From my experience I'd expect pickling to be even more of a memory-hog than what you've done so far. However, creating a dict
loads every key and value in the shelf into memory at once, and you shouldn't assume because your shelf is 6GB on disk, that it's only 6GB in memory. For example:
>>> import sys, pickle
>>> sys.getsizeof(1)
24
>>> len(pickle.dumps(1))
4
>>> len(pickle.dumps(1, -1))
5
So, a very small integer is 5-6 times bigger as a Python int
object (on my machine) than it is once pickled.
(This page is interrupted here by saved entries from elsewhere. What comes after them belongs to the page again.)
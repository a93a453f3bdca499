//! Level packs - the in-process level-data provider
//!
//! A pack is a JSON document listing levels by stage and level number:
//!
//! ```json
//! {
//!   "levels": [
//!     {
//!       "stage": 1,
//!       "level": 1,
//!       "data": {
//!         "size": 3,
//!         "platform": ["###", "###", "###"],
//!         "blocks": { "1": [0] },
//!         "destinations": { "1": [2] }
//!       }
//!     }
//!   ]
//! }
//! ```

use std::collections::BTreeMap;

use serde::{Deserialize, Serialize};
use thiserror::Error;

use crate::core::LevelData;
use crate::types::LevelKey;

/// Anything that can hand out level data by key
pub trait LevelSource {
    fn level(&self, key: LevelKey) -> Option<LevelData>;
}

#[derive(Debug, Error)]
pub enum PackError {
    #[error("invalid level pack: {0}")]
    Json(#[from] serde_json::Error),
    #[error("level {0} appears more than once")]
    DuplicateLevel(LevelKey),
}

#[derive(Debug, Clone, Serialize, Deserialize)]
struct PackEntry {
    stage: u32,
    level: u32,
    data: LevelData,
}

#[derive(Debug, Clone, Default, Serialize, Deserialize)]
struct PackDocument {
    levels: Vec<PackEntry>,
}

/// In-memory level pack
#[derive(Debug, Clone, Default, PartialEq, Eq)]
pub struct LevelPack {
    levels: BTreeMap<LevelKey, LevelData>,
}

impl LevelPack {
    pub fn new() -> Self {
        Self::default()
    }

    /// Parse a pack document, rejecting duplicate keys
    pub fn from_json(json: &str) -> Result<Self, PackError> {
        let document: PackDocument = serde_json::from_str(json)?;
        let mut pack = Self::new();
        for entry in document.levels {
            let key = LevelKey::new(entry.stage, entry.level);
            if pack.levels.insert(key, entry.data).is_some() {
                return Err(PackError::DuplicateLevel(key));
            }
        }
        tracing::debug!(levels = pack.len(), "level pack parsed");
        Ok(pack)
    }

    pub fn to_json(&self) -> Result<String, PackError> {
        let document = PackDocument {
            levels: self
                .levels
                .iter()
                .map(|(key, data)| PackEntry {
                    stage: key.stage,
                    level: key.level,
                    data: data.clone(),
                })
                .collect(),
        };
        Ok(serde_json::to_string_pretty(&document)?)
    }

    /// Add or replace a level
    pub fn insert(&mut self, key: LevelKey, data: LevelData) -> Option<LevelData> {
        self.levels.insert(key, data)
    }

    pub fn len(&self) -> usize {
        self.levels.len()
    }

    pub fn is_empty(&self) -> bool {
        self.levels.is_empty()
    }

    /// Keys in stage/level order
    pub fn keys(&self) -> impl Iterator<Item = LevelKey> + '_ {
        self.levels.keys().copied()
    }
}

impl LevelSource for LevelPack {
    fn level(&self, key: LevelKey) -> Option<LevelData> {
        self.levels.get(&key).cloned()
    }
}
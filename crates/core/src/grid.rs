//! Grid module - static cell kinds of the playfield
//!
//! The grid is an `N x N` field stored as a flat row-major vector
//! (`y * N + x`). It is assembled with a [`GridBuilder`] while a level loads
//! (platform layout first, then destinations and hazards stamped on top) and
//! frozen into a [`Grid`] that has no mutating API for the rest of the level.

use crate::error::GridError;
use crate::types::{CellKind, Position};

/// Mutable grid used only during level construction
#[derive(Debug, Clone, PartialEq, Eq)]
pub struct GridBuilder {
    size: u8,
    cells: Vec<CellKind>,
}

impl GridBuilder {
    /// Create a builder with every cell `Empty`
    pub fn new(size: u8) -> Self {
        Self::filled(size, CellKind::Empty)
    }

    /// Create a builder with every cell set to `kind`
    pub fn filled(size: u8, kind: CellKind) -> Self {
        let n = usize::from(size);
        Self {
            size,
            cells: vec![kind; n * n],
        }
    }

    pub fn size(&self) -> u8 {
        self.size
    }

    pub fn cell_kind(&self, pos: Position) -> Result<CellKind, GridError> {
        let idx = index(self.size, pos)?;
        Ok(self.cells[idx])
    }

    /// Stamp `kind` onto the cell at `pos`
    pub fn set_cell_kind(&mut self, pos: Position, kind: CellKind) -> Result<(), GridError> {
        let idx = index(self.size, pos)?;
        self.cells[idx] = kind;
        Ok(())
    }

    /// Freeze into a read-only grid
    pub fn build(self) -> Grid {
        Grid {
            size: self.size,
            cells: self.cells,
        }
    }
}

/// Frozen grid of cell kinds
#[derive(Debug, Clone, PartialEq, Eq)]
pub struct Grid {
    size: u8,
    cells: Vec<CellKind>,
}

impl Grid {
    /// A fully open `size x size` grid
    pub fn open(size: u8) -> Self {
        GridBuilder::filled(size, CellKind::Open).build()
    }

    pub fn size(&self) -> u8 {
        self.size
    }

    /// Cell kind at `pos`, failing outside the board
    pub fn cell_kind(&self, pos: Position) -> Result<CellKind, GridError> {
        let idx = index(self.size, pos)?;
        Ok(self.cells[idx])
    }

    /// Cell kind at `pos`, `None` outside the board
    #[inline]
    pub fn get(&self, pos: Position) -> Option<CellKind> {
        pos.to_index(self.size).map(|idx| self.cells[idx])
    }

    /// Whether a block may stand on `pos` (false outside the board)
    #[inline]
    pub fn is_walkable(&self, pos: Position) -> bool {
        self.get(pos).is_some_and(|kind| kind.is_walkable())
    }

    /// Row-major view of every cell
    pub fn cells(&self) -> &[CellKind] {
        &self.cells
    }
}

fn index(size: u8, pos: Position) -> Result<usize, GridError> {
    pos.to_index(size)
        .ok_or(GridError { position: pos, size })
}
As for the workaround: you can write more than one pickled object to a file. So don't convert the shelf to a dict
, just write a long sequence of keys and values to your file, then read an equally long sequence of keys and values on the other side to put into your new shelf. That way you only need one key/value pair in memory at a time. Something like this:
Write:
with open('myshelf.pkl', 'wb') as outfile:
pickle.dump(len(myShelf), outfile)
for p in myShelf.iteritems():
pickle.dump(p, outfile)
Read:
with open('myshelf.pkl', 'rb') as infile:
for _ in xrange(pickle.load(infile)):
k, v = pickle.load(infile)
myShelf[k] = v
I think you don't actually need to store the length, you could just keep reading until pickle.load
throws an exception indicating it's run out of file.